Seguidores fieles que todavía hoy, a pesar de toneladas de documentos que aseguran lo contrario, siguen siendo fieles al delincuente, retroalimentando su sesgo sensacionalista, proporcionando audiencia constante.

Tras las sentencias, los medios exponían que el proceso había significado un hito en la lucha contra la desinformación y la difamación, pero en rigor a la verdad, el hito parece una broma, porque el individuo sigue opinando sobre vacunas, pandemia, atentados o fraudes electorales.

Y continúa, a pesar de los dictámenes, su apoyo a grupos radicales, o perpetuando famas de personajes poco recomendables.

Cuesta creer que con técnicas de mercado efectivas es posible engañar a la gente, no una vez, ni dos, ni diez. Es posible, y se demuestra, que cuanto más agresivas sean y mayores las controversias que generen, mejor será el resultado.

Cuanto más irracionales, más atención y repercusión en los medios, multiplicándose los disparates y su resonancia, permitidos gracias a la libertad de expresión.

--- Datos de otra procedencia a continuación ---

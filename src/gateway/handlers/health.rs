//! Health check handler

use std::sync::Arc;
use std::sync::atomic::{AtomicU64, Ordering};
use std::time::{SystemTime, UNIX_EPOCH};

use axum::{Json, extract::State, http::StatusCode};
use utoipa::ToSchema;

use super::super::state::AppState;
use super::super::types::ApiResponse;

/// Health check response data
#[derive(serde::Serialize, ToSchema)]
pub struct HealthResponse {
    /// Server timestamp in milliseconds
    #[schema(example = 1703494800000_u64)]
    pub timestamp_ms: u64,
}

/// Health check endpoint
///
/// Pings PostgreSQL at most once per interval; within the interval the
/// service is assumed healthy.
///
/// - Healthy: 200 OK + {code: 0, data: {timestamp_ms}}
/// - Unhealthy: 503 Service Unavailable + {code: 503, msg: "unavailable"}
#[utoipa::path(
    get,
    path = "/health",
    responses(
        (status = 200, description = "Service healthy", body = HealthResponse, content_type = "application/json"),
        (status = 503, description = "Service unavailable")
    ),
    tag = "System"
)]
pub async fn health_check(
    State(state): State<Arc<AppState>>,
) -> (StatusCode, Json<ApiResponse<HealthResponse>>) {
    // Rate limit: only ping the database once per interval
    static LAST_CHECK_MS: AtomicU64 = AtomicU64::new(0);
    const CHECK_INTERVAL_MS: u64 = 5000;

    let now_ms = SystemTime::now()
        .duration_since(UNIX_EPOCH)
        .map(|d| d.as_millis() as u64)
        .unwrap_or(0);

    let last_check = LAST_CHECK_MS.load(Ordering::Relaxed);
    let healthy = if now_ms.saturating_sub(last_check) > CHECK_INTERVAL_MS {
        LAST_CHECK_MS.store(now_ms, Ordering::Relaxed);
        match state.db.health_check().await {
            Ok(()) => true,
            Err(e) => {
                tracing::error!("[HEALTH] PostgreSQL ping failed: {}", e);
                false
            }
        }
    } else {
        true
    };

    if healthy {
        (
            StatusCode::OK,
            Json(ApiResponse::success(HealthResponse {
                timestamp_ms: now_ms,
            })),
        )
    } else {
        (
            StatusCode::SERVICE_UNAVAILABLE,
            Json(ApiResponse {
                code: 503,
                msg: "unavailable".to_string(),
                data: None,
            }),
        )
    }
}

La permanente puesta en duda de las instituciones, la desconfianza generalizada, la ausencia de valores han propiciado la aparición de más medios extremistas, que promocionan políticos extremistas. Si los partidos políticos, en vez de cuestionarlos, se radicalizan, si en vez de aplicarse a la pedagogía los utilizan y siguen instalados en enfrentarse a los adversarios con los peores adjetivos, el futuro se antoja sombrío.

Los malos, de ese modo, seguirán como hasta ahora, haciendo lo que quieren, el tiempo que quieran y sin que nada ni nadie se los impida.